Seven leading protest movement figures, including leading opposition figure Karim Tabbou, were arrested on Thursday while on Friday police deployed heavily in the capital, blocking any bid by the Hirak movement to hold anti-government protests.

The early election is supposed to exemplify Tebboune’s “new Algeria”, with an emphasis on young candidates and those outside the political elite.

The head of the Algerian League for the Defense of Human Rights, Said Salhi, has denounced the crackdown that preceded the vote.

The “repressive atmosphere and the restrictions placed on human rights and freedoms mean these elections have no democratic value”, Salhi said.

Farida Hamidi, a Hirak activist in Paris, said the election meant little to young Algerians dreaming of change.

“We reject it all: the president, the parliament, the constitution, everything done by this military junta which has been ruling Algeria since 1962 – we want something else,” she said.

Calls for boycott

Hirak has urged boycotts of all national polls since it mobilised hundreds of thousands of people in 2019 to force longtime president Bouteflika to resign, after he launched a bid for a fifth term.

The movement returned to the streets in February after an almost-year-long break due to the coronavirus pandemic, having also survived a campaign of arrests, a presidential election and a constitutional referendum partly aimed at burying it.

But the government stepped up its crackdown against Hirak last month, blocking protests and arresting hundreds of activists who have defied new restrictions on public gatherings.

Independent journalist Khaled Drareni and the director of a pro-reform radio station, Ihsane El Kadi, were also among seven people arrested on Thursday.

“These arrests mark a chilling escalation in the Algerian authorities’ clampdown on the rights to freedom of expression and association,” Amnesty International said in a statement, reporting more than 200 people were in detention in connection with the Hirak movement.

“Instead of rounding up journalists and political opponents in a bid to crush dissent and intimidate members of the Hirak protest movement, Algeria’s authorities should focus on respecting their human rights obligations.”

Old guard, economic woes

President Tebboune claims to have responded to Hirak’s main demands “in record time”, but says those still protesting are “counter-revolutionaries” in the pay of “foreign parties”.

Powerful armed forces Chief of Staff Said Chengriha has warned against any “action aimed at disrupting” the vote.

The protest movement says Tebboune’s past role as premier under Bouteflika confirms its narrative that the old guard, in power since Algeria’s 1962 independence from France, retains a firm grip on power.

Established parties linked to Bouteflika’s rule – the National Liberation Front (FLN) and the Democratic National Rally (RND)  – are seen as likely to lose seats, being discredited and blamed for Algeria’s political and economic crisis.

Islamist parties are also seeking to take advantage of the Hirak boycott to increase their representation – but with their vote split between five rival parties, they may struggle to make real gains.

“With such a slew of candidates, the calculation of power is simple: to elect a patchwork assembly, without a majority, which will allow the president to create his own parliamentary majority with which he will govern,” said political scientist Rachid Grime.

Yasmine Hasnaoui, a board member of the Institute of Saharan Studies Al Andalous, noted that while many candidates running were independents, of which many were women, several of those candidates belonged to the “same system”.

“Are they going to bring whatever the current system is asking for?
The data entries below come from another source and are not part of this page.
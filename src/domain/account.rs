use chrono::{DateTime, Utc};
use serde::{Deserialize, Serialize};
use sqlx::FromRow;
use thiserror::Error;

/// Account type assigned to every newly provisioned account.
pub const DEFAULT_ACCOUNT_TYPE: &str = "Savings";

/// Branch address assigned to every newly provisioned account.
pub const DEFAULT_BRANCH_ADDRESS: &str = "123 Main Street, New York";

/// A bank account. One account per customer; the account number is the
/// primary key and immutable after creation, as is the owning customer.
#[derive(Debug, Clone, FromRow, Serialize, Deserialize, PartialEq)]
pub struct Account {
    pub account_number: i64,
    pub customer_id: i64,
    pub account_type: String,
    pub branch_address: String,
    pub created_at: DateTime<Utc>,
    pub updated_at: Option<DateTime<Utc>>,
}

/// Account fields for an insert. The owning customer id is resolved inside
/// the same transaction that creates the customer row.
#[derive(Debug, Clone, PartialEq)]
pub struct NewAccount {
    pub account_number: i64,
    pub account_type: String,
    pub branch_address: String,
}

#[derive(Debug, Error)]
pub enum AccountError {
    #[error("Customer already registered with the mobile number: {0}")]
    CustomerAlreadyExists(String),
    #[error("{resource} not found with the given input data {field}: '{value}'")]
    ResourceNotFound {
        resource: &'static str,
        field: &'static str,
        value: String,
    },
    #[error("Infrastructure error: {0}")]
    InfrastructureError(String),
}

impl AccountError {
    pub fn not_found(
        resource: &'static str,
        field: &'static str,
        value: impl ToString,
    ) -> Self {
        AccountError::ResourceNotFound {
            resource,
            field,
            value: value.to_string(),
        }
    }
}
That’s the question,” she told Al Jazeera.

Algeria is Africa’s fourth-largest economy and is heavily dependent on oil revenues. It struggles with unemployment at more than 12 percent, according to the World Bank. It has also been hit hard by the fallout from the coronavirus pandemic, which has killed more than 3,500 people in the country, according to the health ministry.

“Elections in Algeria have always proved that they are not the solution. The solution lies in democratic transition, it also lies in a dialogue around a table in order to solve the crisis,” said activist Sofiane Haddadji.